Isn't our childhood what shapes us for the future?
Well I know what I will be like....
helpful! of Course!!!!

Friday, July 23, 2010

My family vacation to Alaska















So after school let out, my family went on a vacation to visit the west coast - and I got to swim in the Pacific Ocean for the first time! We stayed in Washington and Alaska and Victoria, (British Columbia) Canada.
I got to see, Seattle and Juneau, Skagway, and Ketichan.
I absolutely loved the mountains and the cool air wasn't bad.
Even though the sun was never really bright, I don't think I would mind living out there.....




Update

Very resently, I changed my background and upon doing so...it kinda switched things around and messed some pictures up. But I guess if I play around with the pictures some more I'll get them to work.
So how's your summer been? Mine? Well sadly to me it doesn't feel like summer
plus it isn't really that relaxing because in the following year I have to
1. Volunteer 30 hours
2. Do my Gold Award
3. Finish my summer math project
4. Read my summer reading books (two of them)
5. Apply to college(s)
6. And hope for the best!

Have a happy and heathly summer!

Friday, June 18, 2010

The End of my Junior Year


So today was the last day of school, the last day of finals, the last day of being a Junior. In just a couple of months I will have to apply to college, go to my last winter and spring concert, play my last season of soccer, and run my last season of track. And I can't believe. I don't feel like a Senior, I feel too young and immature....Seniors are old, and well put together...that doesn't explain me! But except it I must, for everyday of Senior year, is one less day at my high school. And before I know it, I to will be graduating.
Walking into the stadium to the tune of fanfare and pomp and circumstance (never again will I have to volunteer with the orchestra and play it for older kids)
Looking up into the stands
And the cheering and the excitement
Speakers then speak, then names are called..]
then MY name is called
closing remarks, the moving of the tassel, and the throwing of the hats
The awwww its over
or the yikes! college has just begun
The tears and the crying and the pictures and the hugging
And knowing that some people I went to school my whole live with, from Elementary school on, I'll never meet again....
sigh but I am just a New Senior, or an old Junior trying to enjoy her last summer before graduating public education.
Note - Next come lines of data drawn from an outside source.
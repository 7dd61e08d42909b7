//! Template engine for Dev Launcher
//!
//! This crate loads project-type manifests, renders their files into a
//! project directory with `{{TOKEN}}` substitution, resolves declared ports
//! through a [`devlauncher_core::PortAllocator`] and runs lifecycle hooks.

pub mod engine;
pub mod error;
pub mod hooks;
pub mod renderer;
pub mod repository;
pub mod snapshot;

pub use engine::{RenderedProject, TemplateEngine};
pub use error::{Error, Result};
pub use hooks::{HookOutcome, HookReport};
pub use renderer::TemplateRenderer;
pub use repository::ManifestRepository;
pub use snapshot::{ProjectSnapshot, SNAPSHOT_FILE};

/// Re-export core types for convenience
pub use devlauncher_core as core;
//! Project descriptor snapshot written into every rendered project

use crate::{Error, Result};
use chrono::{DateTime, Utc};
use devlauncher_core::{ProjectLocation, ProjectPaths, RenderContext, TemplateManifest};
use serde::{Deserialize, Serialize};
use std::collections::BTreeMap;
use std::path::{Path, PathBuf};
use tokio::fs;

pub const SNAPSHOT_FILE: &str = ".devlauncher.json";

#[derive(Debug, Clone, Serialize, Deserialize, PartialEq)]
pub struct TemplateIdentity {
    pub name: String,
    pub version: String,
}

/// Install state of an auxiliary CLI tool
#[derive(Debug, Clone, Default, Serialize, Deserialize, PartialEq)]
pub struct ToolInstall {
    pub installed: bool,
    pub version: Option<String>,
}

#[derive(Debug, Clone, Default, Serialize, Deserialize, PartialEq)]
pub struct McpState {
    pub configured: bool,
    pub servers: Vec<String>,
}

#[derive(Debug, Clone, Default, Serialize, Deserialize, PartialEq)]
pub struct ClaudeTools {
    pub cli: ToolInstall,
    pub mcp: McpState,
}

#[derive(Debug, Clone, Default, Serialize, Deserialize, PartialEq)]
pub struct GeminiTools {
    pub cli: ToolInstall,
}

#[derive(Debug, Clone, Serialize, Deserialize, PartialEq)]
#[serde(rename_all = "camelCase")]
pub struct UrlResolverState {
    pub candidates: Vec<String>,
    pub resolved: Option<String>,
    pub last_checked: Option<DateTime<Utc>>,
    pub health_status: String,
}

impl Default for UrlResolverState {
    fn default() -> Self {
        Self {
            candidates: Vec::new(),
            resolved: None,
            last_checked: None,
            health_status: "unknown".to_string(),
        }
    }
}

/// Fully resolved configuration of a rendered project
#[derive(Debug, Clone, Serialize, Deserialize, PartialEq)]
#[serde(rename_all = "camelCase")]
pub struct ProjectSnapshot {
    pub name: String,
    pub slug: String,
    #[serde(rename = "type")]
    pub project_type: String,
    pub location: ProjectLocation,
    pub created_at: DateTime<Utc>,
    pub template: TemplateIdentity,
    pub ports: BTreeMap<String, u16>,
    pub paths: ProjectPaths,
    pub group_name: String,
    pub runtime: Vec<String>,
    pub claude: ClaudeTools,
    pub gemini: GeminiTools,
    pub url_resolver: UrlResolverState,
}

impl ProjectSnapshot {
    /// Snapshot of a render; the group is named after the slug
    pub fn new(manifest: &TemplateManifest, context: &RenderContext) -> Self {
        let runtime = manifest
            .locations
            .get(context.location)
            .map(|location| location.runtime.clone())
            .unwrap_or_default();

        Self {
            name: context.name.clone(),
            slug: context.slug.clone(),
            project_type: context.project_type.clone(),
            location: context.location,
            created_at: Utc::now(),
            template: TemplateIdentity {
                name: manifest.name.clone(),
                version: manifest.version.clone(),
            },
            ports: context.ports.clone(),
            paths: context.paths.clone(),
            group_name: context.slug.clone(),
            runtime,
            claude: ClaudeTools::default(),
            gemini: GeminiTools::default(),
            url_resolver: UrlResolverState::default(),
        }
    }

    pub async fn write(&self, directory: &Path) -> Result<PathBuf> {
        let path = directory.join(SNAPSHOT_FILE);
        let json = serde_json::to_string_pretty(self)?;
        fs::write(&path, json)
            .await
            .map_err(|e| Error::io(&path, e))?;
        Ok(path)
    }

    pub async fn read(directory: &Path) -> Result<Self> {
        let path = directory.join(SNAPSHOT_FILE);
        let content = fs::read_to_string(&path)
            .await
            .map_err(|e| Error::io(&path, e))?;
        Ok(serde_json::from_str(&content)?)
    }
}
I remember Freshman year now, all the Seniors told me, you know it goes really fast, but I never thought that would be me. No, I thought, it won't be that way for me! It will go long and take forever....but I was wrong, with the blink of an eye I am a Senior.....
I don't even remember Freshman year anymore...sophomore year is a blurr and junior year is unbelievable...I feel...has junior year really ended? Like for real? Really ended? All that hard work I put in is it just for nothing? Or am I really that much smarter?

So the count now begins
I have taken Senior pictures,
and today was the last day of school
everything else I do for the next year....will be the last time I am doing it

-Kathleen

Friday, May 21, 2010

I'm 17 (late)


Okay so I am now 17!!!!!
(well have been for two weeks now)
but wow, I now have my driver licence and am one step closer to becoming an adult.
Oddly enough, I feel to young to be 17, as if it were an extremely old age. I feel too innocent, and immature to be called 17, and I certainly am not ready for adulthood next year!
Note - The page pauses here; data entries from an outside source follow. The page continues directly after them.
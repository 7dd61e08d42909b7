//! End-to-end lifecycle tests against the built-in templates, a real SQLite
//! store and a scripted container runtime

use async_trait::async_trait;
use devlauncher_core::compose::ComposeFile;
use devlauncher_core::config::PortAllocatorConfig;
use devlauncher_core::{
    CommandInvocation, CommandOutput, CommandRunner, ExecutionGateway, Orchestrator,
    PortAllocator, ProjectLocation, ProjectStatus,
};
use devlauncher_server::{CreateProjectRequest, Error, ImportProjectRequest, ProjectLifecycle};
use devlauncher_storage::{DatabaseConfig, PortAllocatorService, PortProbe, StorageManager};
use devlauncher_templates::{TemplateEngine, SNAPSHOT_FILE};
use std::collections::{BTreeMap, HashMap, HashSet};
use std::path::{Path, PathBuf};
use std::sync::{Arc, Mutex};
use tempfile::TempDir;

const SERVICES: [(&str, &str, &str); 5] = [
    ("wordpress", "wordpress:6-php8.2-apache", "0.0.0.0:9080->80/tcp"),
    ("db", "mysql:8.0", "0.0.0.0:9306->3306/tcp"),
    ("phpmyadmin", "phpmyadmin:5", "0.0.0.0:9081->80/tcp"),
    ("mailpit", "axllent/mailpit:latest", "0.0.0.0:9025->8025/tcp, 0.0.0.0:9125->1025/tcp"),
    ("redis", "redis:7-alpine", "6379/tcp"),
];

/// Probe that treats every port as bindable
struct AlwaysFree;

#[async_trait]
impl PortProbe for AlwaysFree {
    async fn can_bind(&self, _port: u16) -> bool {
        true
    }
}

/// Container runtime double keeping track of which groups are up
///
/// Directory commands act on the local filesystem, below `mount` when set.
#[derive(Default)]
struct ScriptedRuntime {
    running: Mutex<HashMap<String, bool>>,
    invocations: Mutex<Vec<CommandInvocation>>,
    /// Compose subcommands that exit non-zero
    failing: Mutex<HashSet<String>>,
    mount: Option<PathBuf>,
}

impl ScriptedRuntime {
    fn mounted(root: &Path) -> Self {
        Self {
            mount: Some(root.to_path_buf()),
            ..Self::default()
        }
    }

    fn ok(stdout: impl Into<String>) -> CommandOutput {
        CommandOutput {
            exit_code: Some(0),
            stdout: stdout.into(),
            stderr: String::new(),
        }
    }

    fn exit_status(success: bool) -> CommandOutput {
        CommandOutput {
            exit_code: Some(if success { 0 } else { 1 }),
            ..CommandOutput::default()
        }
    }

    fn local(&self, path: &str) -> PathBuf {
        match &self.mount {
            Some(root) => root.join(path.trim_start_matches('/')),
            None => PathBuf::from(path),
        }
    }

    fn fail(&self, subcommand: &str) {
        self.failing.lock().unwrap().insert(subcommand.to_string());
    }

    fn calls(&self, program: &str) -> Vec<Vec<String>> {
        self.invocations
            .lock()
            .unwrap()
            .iter()
            .filter(|inv| inv.program == program)
            .map(|inv| inv.args.clone())
            .collect()
    }

    fn invocation_count(&self) -> usize {
        self.invocations.lock().unwrap().len()
    }

    fn is_up(&self, group: &str) -> bool {
        self.running
            .lock()
            .unwrap()
            .get(group)
            .copied()
            .unwrap_or(false)
    }

    fn compose_calls(&self, subcommand: &str) -> Vec<CommandInvocation> {
        self.invocations
            .lock()
            .unwrap()
            .iter()
            .filter(|inv| inv.args.first().map(String::as_str) == Some("compose"))
            .filter(|inv| inv.args.get(5).map(String::as_str) == Some(subcommand))
            .cloned()
            .collect()
    }

    fn ps_rows(group: &str) -> String {
        SERVICES
            .iter()
            .enumerate()
            .map(|(i, (service, image, ports))| {
                serde_json::json!({
                    "ID": format!("c{}", i),
                    "Names": format!("{}-{}", group, service),
                    "Image": image,
                    "State": "running",
                    "Status": "Up 3 seconds",
                    "Ports": ports,
                    "CreatedAt": "2026-10-16 12:00:00 +0000 UTC",
                })
                .to_string()
            })
            .collect::<Vec<_>>()
            .join("\n")
    }
}
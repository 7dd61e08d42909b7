//! Storage manager for coordinating database operations

use crate::migrations::run_migrations;
use crate::repositories::{PortReservationRepository, ProjectRepository};
use crate::services::PortAllocatorService;
use crate::{Error, Result};
use devlauncher_core::config::PortAllocatorConfig;
use serde::{Deserialize, Serialize};
use sqlx::sqlite::SqlitePoolOptions;
use sqlx::{Pool, Sqlite};
use std::sync::Arc;
use tracing::info;

/// Database configuration
#[derive(Debug, Clone, Serialize, Deserialize)]
#[serde(default)]
pub struct DatabaseConfig {
    pub url: String,
    pub max_connections: Option<u32>,
    pub migrate_on_startup: bool,
}

impl Default for DatabaseConfig {
    fn default() -> Self {
        Self {
            url: "sqlite:./devlauncher.db?mode=rwc".to_string(),
            max_connections: Some(5),
            migrate_on_startup: true,
        }
    }
}

impl DatabaseConfig {
    pub fn in_memory() -> Self {
        Self {
            url: "sqlite::memory:".to_string(),
            max_connections: Some(1),
            migrate_on_startup: true,
        }
    }

    fn is_in_memory(&self) -> bool {
        self.url.contains(":memory:")
    }
}

/// Main storage manager coordinating all repositories
pub struct StorageManager {
    pool: Pool<Sqlite>,
    reservations: Arc<PortReservationRepository>,
    projects: Arc<ProjectRepository>,
}

impl StorageManager {
    /// Create a new storage manager
    pub async fn new(config: &DatabaseConfig) -> Result<Self> {
        info!("Connecting to database: {}", config.url);

        // Every connection to an in-memory database is a separate database
        let max_connections = if config.is_in_memory() {
            1
        } else {
            config.max_connections.unwrap_or(5)
        };

        let pool = SqlitePoolOptions::new()
            .max_connections(max_connections)
            .connect(&config.url)
            .await?;

        info!("Database connection established");

        let manager = Self::from_pool(pool);
        if config.migrate_on_startup {
            manager.migrate().await?;
        }
        Ok(manager)
    }

    /// Wrap an existing pool
    pub fn from_pool(pool: Pool<Sqlite>) -> Self {
        let reservations = Arc::new(PortReservationRepository::new(pool.clone()));
        let projects = Arc::new(ProjectRepository::new(pool.clone()));
        Self {
            pool,
            reservations,
            projects,
        }
    }

    /// Run database migrations
    pub async fn migrate(&self) -> Result<()> {
        run_migrations(&self.pool).await
    }

    pub fn pool(&self) -> &Pool<Sqlite> {
        &self.pool
    }

    /// Get port reservation repository
    pub fn reservations(&self) -> Arc<PortReservationRepository> {
        self.reservations.clone()
    }

    /// Get project repository
    pub fn projects(&self) -> Arc<ProjectRepository> {
        self.projects.clone()
    }

    /// Build a port allocator over this store
    pub fn port_allocator(&self, config: PortAllocatorConfig) -> PortAllocatorService {
        PortAllocatorService::new(self.reservations.clone(), config)
    }

    /// Check database health
    pub async fn health_check(&self) -> Result<()> {
        sqlx::query("SELECT 1")
            .execute(&self.pool)
            .await
            .map_err(Error::Database)?;
        Ok(())
    }

    /// Get database statistics
    pub async fn stats(&self) -> Result<DatabaseStats> {
        let projects_count = self.projects.count().await?;
        let reservations_count = self.reservations.count().await?;

        Ok(DatabaseStats {
            projects_count,
            reservations_count,
        })
    }
}

/// Database statistics
#[derive(Debug, Clone, Serialize)]
pub struct DatabaseStats {
    pub projects_count: i64,
    pub reservations_count: i64,
}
And, last week I attended my high school's Junior Evening (prom) and boy did I have a blast (dancing the night away like the dancing queen I now am) !!!!
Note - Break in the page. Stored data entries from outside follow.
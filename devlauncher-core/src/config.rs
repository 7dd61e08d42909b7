//! Runtime settings shared by the provisioning components
//!
//! These are plain serde structures so the binary can load them as sections of
//! its layered configuration and hand them to the components at construction.

use crate::context::ExecutionIdentity;
use crate::{Error, Result};
use serde::{Deserialize, Serialize};
use std::collections::BTreeSet;
use std::ops::RangeInclusive;
use std::path::PathBuf;

/// Ports never handed out unless configured otherwise
pub const DEFAULT_EXCLUDED_PORTS: [u16; 18] = [
    9976, 5173, 3000, 8080, 8000, 5432, 3306, 6379, 27017, 13264, 2375, 11509, 13128, 10625,
    8888, 9999, 10393, 10451,
];

/// Port allocator settings
#[derive(Debug, Clone, Serialize, Deserialize, PartialEq)]
#[serde(default)]
pub struct PortAllocatorConfig {
    pub min: u16,
    pub max: u16,
    pub excluded: BTreeSet<u16>,
    /// Random candidates sampled before giving up on one port request
    pub max_attempts: u32,
    /// Fresh candidates tried after losing a reservation race
    pub max_reservation_retries: u32,
}

impl Default for PortAllocatorConfig {
    fn default() -> Self {
        Self {
            min: 3000,
            max: 9999,
            excluded: DEFAULT_EXCLUDED_PORTS.into_iter().collect(),
            max_attempts: 100,
            max_reservation_retries: 5,
        }
    }
}

impl PortAllocatorConfig {
    pub fn range(&self) -> RangeInclusive<u16> {
        self.min..=self.max
    }

    pub fn is_excluded(&self, port: u16) -> bool {
        self.excluded.contains(&port)
    }

    pub fn with_range(mut self, min: u16, max: u16) -> Self {
        self.min = min;
        self.max = max;
        self
    }

    pub fn with_excluded<I: IntoIterator<Item = u16>>(mut self, excluded: I) -> Self {
        self.excluded = excluded.into_iter().collect();
        self
    }

    pub fn with_max_attempts(mut self, max_attempts: u32) -> Self {
        self.max_attempts = max_attempts;
        self
    }

    pub fn validate(&self) -> Result<()> {
        if self.min == 0 {
            return Err(Error::configuration("ports.min must be greater than 0"));
        }
        if self.min > self.max {
            return Err(Error::configuration(format!(
                "ports.min ({}) cannot exceed ports.max ({})",
                self.min, self.max
            )));
        }
        if self.range().all(|port| self.is_excluded(port)) {
            return Err(Error::configuration(
                "ports.excluded covers the whole allocation range",
            ));
        }
        if self.max_attempts == 0 {
            return Err(Error::configuration("ports.max_attempts must be at least 1"));
        }
        Ok(())
    }
}

/// How commands reach the two execution contexts
#[derive(Debug, Clone, Serialize, Deserialize, PartialEq, Eq)]
#[serde(default)]
pub struct ExecutionConfig {
    /// Program that enters the POSIX subsystem
    pub subsystem_launcher: String,
    pub subsystem_distro: String,
    pub subsystem_user: Option<String>,
    /// Native path under which the subsystem's filesystem is mounted;
    /// defaults to `\\wsl$\<distro>`
    pub subsystem_mount_root: Option<String>,
    pub host_user: Option<String>,
    /// Container runtime CLI, invoked as `<cli> compose ...`
    pub container_cli: String,
}

impl Default for ExecutionConfig {
    fn default() -> Self {
        Self {
            subsystem_launcher: "wsl.exe".to_string(),
            subsystem_distro: "Ubuntu".to_string(),
            subsystem_user: None,
            subsystem_mount_root: None,
            host_user: std::env::var("USERNAME")
                .or_else(|_| std::env::var("USER"))
                .ok(),
            container_cli: "docker".to_string(),
        }
    }
}

impl ExecutionConfig {
    pub fn identity(&self) -> ExecutionIdentity {
        ExecutionIdentity {
            subsystem_distro: Some(self.subsystem_distro.clone()),
            subsystem_user: self.subsystem_user.clone(),
            host_user: self.host_user.clone(),
        }
    }

    pub fn mount_root(&self) -> PathBuf {
        match &self.subsystem_mount_root {
            Some(root) => PathBuf::from(root),
            None => PathBuf::from(format!(r"\\wsl$\{}", self.subsystem_distro)),
        }
    }

    pub fn validate(&self) -> Result<()> {
        if self.container_cli.trim().is_empty() {
            return Err(Error::configuration("execution.container_cli cannot be empty"));
        }
        if self.subsystem_launcher.trim().is_empty() {
            return Err(Error::configuration(
                "execution.subsystem_launcher cannot be empty",
            ));
        }
        Ok(())
    }
}

#[cfg(test)]
mod tests {
    use super::*;

    #[test]
    fn test_port_defaults() {
        let config = PortAllocatorConfig::default();
        assert_eq!(config.range(), 3000..=9999);
        assert!(config.is_excluded(8080));
        assert!(config.is_excluded(9976));
        assert!(!config.is_excluded(9080));
        assert_eq!(config.excluded.len(), DEFAULT_EXCLUDED_PORTS.len());
        assert!(config.validate().is_ok());
    }

    #[test]
    fn test_port_validation() {
        let inverted = PortAllocatorConfig::default().with_range(5000, 4000);
        assert_eq!(inverted.validate().unwrap_err().category(), "configuration");

        let covered = PortAllocatorConfig::default()
            .with_range(4000, 4001)
            .with_excluded([4000, 4001]);
        assert!(covered.validate().is_err());

        let zero = PortAllocatorConfig::default().with_range(0, 10);
        assert!(zero.validate().is_err());

        let no_attempts = PortAllocatorConfig::default().with_max_attempts(0);
        assert!(no_attempts.validate().is_err());
    }

    #[test]
    fn test_execution_identity() {
        let config = ExecutionConfig {
            subsystem_user: Some("dev".to_string()),
            host_user: Some("Dev".to_string()),
            ..ExecutionConfig::default()
        };
        let identity = config.identity();
        assert_eq!(identity.subsystem_distro.as_deref(), Some("Ubuntu"));
        assert_eq!(identity.subsystem_user.as_deref(), Some("dev"));
        assert_eq!(identity.host_user.as_deref(), Some("Dev"));
        assert!(config.validate().is_ok());

        let empty_cli = ExecutionConfig {
            container_cli: " ".to_string(),
            ..ExecutionConfig::default()
        };
        assert!(empty_cli.validate().is_err());
    }

    #[test]
    fn test_subsystem_mount_root() {
        let config = ExecutionConfig {
            subsystem_distro: "Debian".to_string(),
            ..ExecutionConfig::default()
        };
        assert_eq!(config.mount_root(), PathBuf::from(r"\\wsl$\Debian"));

        let mounted = ExecutionConfig {
            subsystem_mount_root: Some("/mnt/subsystem".to_string()),
            ..config
        };
        assert_eq!(mounted.mount_root(), PathBuf::from("/mnt/subsystem"));
    }

    #[test]
    fn test_deserialize_partial_section() {
        let config: PortAllocatorConfig =
            serde_json::from_str(r#"{"min": 4000, "excluded": [4001]}"#).unwrap();
        assert_eq!(config.min, 4000);
        assert_eq!(config.max, 9999);
        assert_eq!(config.excluded.len(), 1);
        assert_eq!(config.max_attempts, 100);
    }
}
Also, I found two four leaf clovers today!!! So far May has been stressful, but the fun is soooo worth it!!
I hope all of you out there are enjoying May as much as I (omg it is almost over already?)!!!!



P.S. I got my SAT scores back (which are the vain of all High Schooler's existence!) and I did fairly well on them for having taken them only for the first time. I guess I will get into college after all, but now....what major will I go for?

Saturday, April 24, 2010

April 24 Track

4/24/10

So today I went to the Randolph relays
the day started with me waking up at 5:30
and then spilling my coach's entire coffee...
then one of the girls in my team's pole vault relay twisted her ankle
which put her and us out of the competition
BUT
today despite the bad beginning, it turned out very well!
I got a personal best in pole vaulting, jumping over 7 feet!!!
This was my first ever time doing so!

Happy Saturday :)

Tuesday, April 20, 2010

April 20 Track

4/20/10

At this week's dual meet I made two PRs!



In the triple jump I got

28 feet

and then my new personal record of

30 feet!!!



And today in pole vaulting I made

6' 7'' or 7''

(the official did not actually know what height it was)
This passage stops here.